- From: Michael Schneider <schneid@fzi.de>
- Date: Tue, 20 May 2008 22:00:41 +0200
- To: "OWL Working Group WG" <public-owl-wg@w3.org>
- Message-ID: <0EF30CAA69519C4CB91D01481AEA06A096AB1B@judith.fzi.de>
I strongly concur with Bijan's points, and want to add a few more.
First, I have to apologize to discuss this topic while the issue is still in
"raised" state. But I cannot attend tomorrow's telco (travelling to Romania),
so I am going to say, what I would say there, here.

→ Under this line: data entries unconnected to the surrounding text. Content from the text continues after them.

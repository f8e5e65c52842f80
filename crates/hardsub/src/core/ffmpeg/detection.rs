//! FFmpeg Detection Module
//!
//! Locates the FFmpeg executable and probes it for hardware encoders.

use std::path::{Path, PathBuf};
use std::process::Command;
use std::time::Duration;

use serde::{Deserialize, Serialize};
use tracing::{debug, warn};

use super::{FFmpegError, FFmpegResult};
use crate::core::process::configure_tokio_command;
use crate::core::settings::HardwareEncoder;

/// Environment variable that overrides FFmpeg discovery
pub const FFMPEG_ENV_VAR: &str = "HARDSUB_FFMPEG";

/// Upper bound for the encoder probe
pub const AVAILABILITY_TIMEOUT: Duration = Duration::from_secs(3);

/// Information about detected FFmpeg installation
#[derive(Debug, Clone, Serialize)]
#[serde(rename_all = "camelCase")]
pub struct FFmpegInfo {
    /// Path to ffmpeg binary
    pub ffmpeg_path: PathBuf,
    /// FFmpeg version string, when `-version` could be read
    pub version: Option<String>,
}

/// Find FFmpeg: `HARDSUB_FFMPEG`, then common install locations, then PATH.
pub fn detect_system_ffmpeg() -> FFmpegResult<FFmpegInfo> {
    let ffmpeg_path = find_ffmpeg()?;
    let version = match get_ffmpeg_version(&ffmpeg_path) {
        Ok(version) => Some(version),
        Err(e) => {
            warn!("Could not read FFmpeg version from {}: {}", ffmpeg_path.display(), e);
            None
        }
    };

    debug!(path = %ffmpeg_path.display(), ?version, "Detected FFmpeg");
    Ok(FFmpegInfo {
        ffmpeg_path,
        version,
    })
}

fn find_ffmpeg() -> FFmpegResult<PathBuf> {
    if let Ok(value) = std::env::var(FFMPEG_ENV_VAR) {
        let path = PathBuf::from(value.trim());
        if path.is_file() {
            return Ok(path);
        }
        warn!(
            "{} points at {}, which is not a file; falling back to discovery",
            FFMPEG_ENV_VAR,
            path.display()
        );
    }

    #[cfg(target_os = "windows")]
    let binary_name = "ffmpeg.exe";

    #[cfg(not(target_os = "windows"))]
    let binary_name = "ffmpeg";

    for dir in get_common_ffmpeg_paths() {
        let candidate = dir.join(binary_name);
        if candidate.exists() {
            return Ok(candidate);
        }
    }

    #[cfg(target_os = "windows")]
    let locator = "where";

    #[cfg(not(target_os = "windows"))]
    let locator = "which";

    let output = Command::new(locator)
        .arg("ffmpeg")
        .output()
        .map_err(|_| FFmpegError::NotFound)?;

    if output.status.success() {
        let stdout = String::from_utf8_lossy(&output.stdout);
        if let Some(first_line) = stdout.lines().map(str::trim).find(|l| !l.is_empty()) {
            return Ok(PathBuf::from(first_line));
        }
    }

    Err(FFmpegError::NotFound)
}

/// Get common FFmpeg installation paths for the current platform
fn get_common_ffmpeg_paths() -> Vec<PathBuf> {
    let mut paths = Vec::new();

    #[cfg(target_os = "windows")]
    {
        paths.push(PathBuf::from(r"C:\ffmpeg\bin"));
        paths.push(PathBuf::from(r"C:\Program Files\ffmpeg\bin"));

        // Chocolatey installation
        if let Ok(programdata) = std::env::var("ProgramData") {
            paths.push(PathBuf::from(programdata).join("chocolatey").join("bin"));
        }

        // Scoop installation
        if let Ok(userprofile) = std::env::var("USERPROFILE") {
            paths.push(PathBuf::from(userprofile).join("scoop").join("shims"));
        }
    }

    #[cfg(target_os = "macos")]
    {
        paths.push(PathBuf::from("/opt/homebrew/bin"));
        paths.push(PathBuf::from("/usr/local/bin"));
    }

    #[cfg(target_os = "linux")]
    {
        paths.push(PathBuf::from("/usr/bin"));
        paths.push(PathBuf::from("/usr/local/bin"));
        paths.push(PathBuf::from("/snap/bin"));
    }

    paths
}

/// Get FFmpeg version string
fn get_ffmpeg_version(ffmpeg_path: &Path) -> FFmpegResult<String> {
    let output = Command::new(ffmpeg_path).arg("-version").output()?;

    if !output.status.success() {
        return Err(FFmpegError::SpawnFailed(
            "ffmpeg -version returned an error".to_string(),
        ));
    }

    let stdout = String::from_utf8_lossy(&output.stdout);
    let first_line = stdout.lines().next().unwrap_or_default();

    // "ffmpeg version 6.1.1-full_build ..."
    match first_line
        .strip_prefix("ffmpeg version ")
        .and_then(|rest| rest.split_whitespace().next())
    {
        Some(version) => Ok(version.to_string()),
        None => Ok(first_line.to_string()),
    }
}

// =============================================================================
// Hardware Encoder Probe
// =============================================================================

/// Result of probing FFmpeg for hardware encoders
#[derive(Debug, Clone, PartialEq, Eq, Serialize, Deserialize)]
#[serde(rename_all = "camelCase")]
pub struct EncoderAvailability {
    pub available: bool,
    pub info: String,
}

impl EncoderAvailability {
    pub fn unavailable(info: impl Into<String>) -> Self {
        Self {
            available: false,
            info: info.into(),
        }
    }
}

/// Find the first hardware encoder backend listed in `ffmpeg -encoders` output.
pub fn detect_hardware_encoder(encoders_output: &str) -> Option<HardwareEncoder> {
    [
        HardwareEncoder::Nvenc,
        HardwareEncoder::Qsv,
        HardwareEncoder::Amf,
    ]
    .into_iter()
    .find(|backend| {
        let suffix = backend.as_str();
        encoders_output.contains(&format!("h264_{}", suffix))
            || encoders_output.contains(&format!("hevc_{}", suffix))
    })
}

fn describe_backend(backend: HardwareEncoder) -> &'static str {
    match backend {
        HardwareEncoder::Nvenc => "NVIDIA NVENC detected",
        HardwareEncoder::Qsv => "Intel Quick Sync detected",
        HardwareEncoder::Amf => "AMD AMF detected",
    }
}

/// Probe `ffmpeg -encoders`, giving up after [`AVAILABILITY_TIMEOUT`].
///
/// Never fails: every problem is reported through the `info` text.
pub async fn check_availability(ffmpeg_path: &Path) -> EncoderAvailability {
    check_availability_with_timeout(ffmpeg_path, AVAILABILITY_TIMEOUT).await
}

pub async fn check_availability_with_timeout(
    ffmpeg_path: &Path,
    limit: Duration,
) -> EncoderAvailability {
    if !ffmpeg_path.exists() {
        return EncoderAvailability::unavailable("FFmpeg not found");
    }

    let mut cmd = tokio::process::Command::new(ffmpeg_path);
    cmd.args(["-hide_banner", "-encoders"])
        .stdin(std::process::Stdio::null());
    configure_tokio_command(&mut cmd);

    // kill_on_drop reaps the probe if the timeout fires first.
    let output = match tokio::time::timeout(limit, cmd.output()).await {
        Ok(Ok(output)) => output,
        Ok(Err(e)) => {
            warn!("Encoder probe failed: {}", e);
            return EncoderAvailability::unavailable("Error checking GPU");
        }
        Err(_) => {
            warn!("Encoder probe timed out after {:?}", limit);
            return EncoderAvailability::unavailable("Detection timeout");
        }
    };

    let mut text = String::from_utf8_lossy(&output.stdout).into_owned();
    text.push_str(&String::from_utf8_lossy(&output.stderr));

    match detect_hardware_encoder(&text) {
        Some(backend) => {
            debug!(backend = backend.as_str(), "Hardware encoder available");
            EncoderAvailability {
                available: true,
                info: describe_backend(backend).to_string(),
            }
        }
        None => EncoderAvailability::unavailable("No hardware encoder detected"),
    }
}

It is intended that OWL provides different ways to express semantically
equivalent things, because OWL is not only a reasoning formalism, but also a
modeling language. That's why we now have owl:disjointUnion, which gives
additional modeling power to OWL 2 in exchange for forward-compatibility, and
without enhancing the semantic expressivity of the language.
OWL 1, btw., also contains a lot of syntactic sugar: owl:equivalentClass can
be substituted by two rdfs:subClassOf axioms, which would bring certain OWL 1
ontologies nearer to RDFS. Or there is owl:AllDifferent, or HasValue
restrictions. Even owl:sameAs can be expressed by means of a nominal-based
class assertions.
For the case of >=1-QCRs vs. SomeValues-restrictions: These are pretty
different modeling tools, which just happen to be equivalent technically. For
example, it might make sense, from a modeling perspective, to explicitly
express [1..*] relationships between two classes, or even [0..*]
relationships, although the latter would be redundant technically. Making
these features illegal in OWL, and demanding to circumscribe them in a
technically equivalent way, would not be what I want in such a case. Actually,
this would be the situation of pre-OWL-2, where it was well known how to
circumscribe QCRs. But people asked for QCRs often enough, anyway, probably
not without a reason.
Even worse than disallowing >={0|1)-QCRs would it be to demand from the OWL
tools do the transformation themselves. I just try to compare this with the
strange situation where my Java programming IDE would rewrite all my generics,
autoboxing, non-indexed loops, and all the other stuff which does not go into
the bytecode eventually, just in order to make it more Java-1.0 compatible. I
would certainly not use this IDE ever again. :) And then I try to imagine
Topbraid Composer, which would have to serialize my >=1-QCR silently into a
SomeValues-restriction. I expect this would probably lead to a lot of traffic
in Holger's mailing list... :-/
Cheers,
Michael
>-----Original Message-----
>From: public-owl-wg-request@w3.org [mailto:public-owl-wg-request@w3.org]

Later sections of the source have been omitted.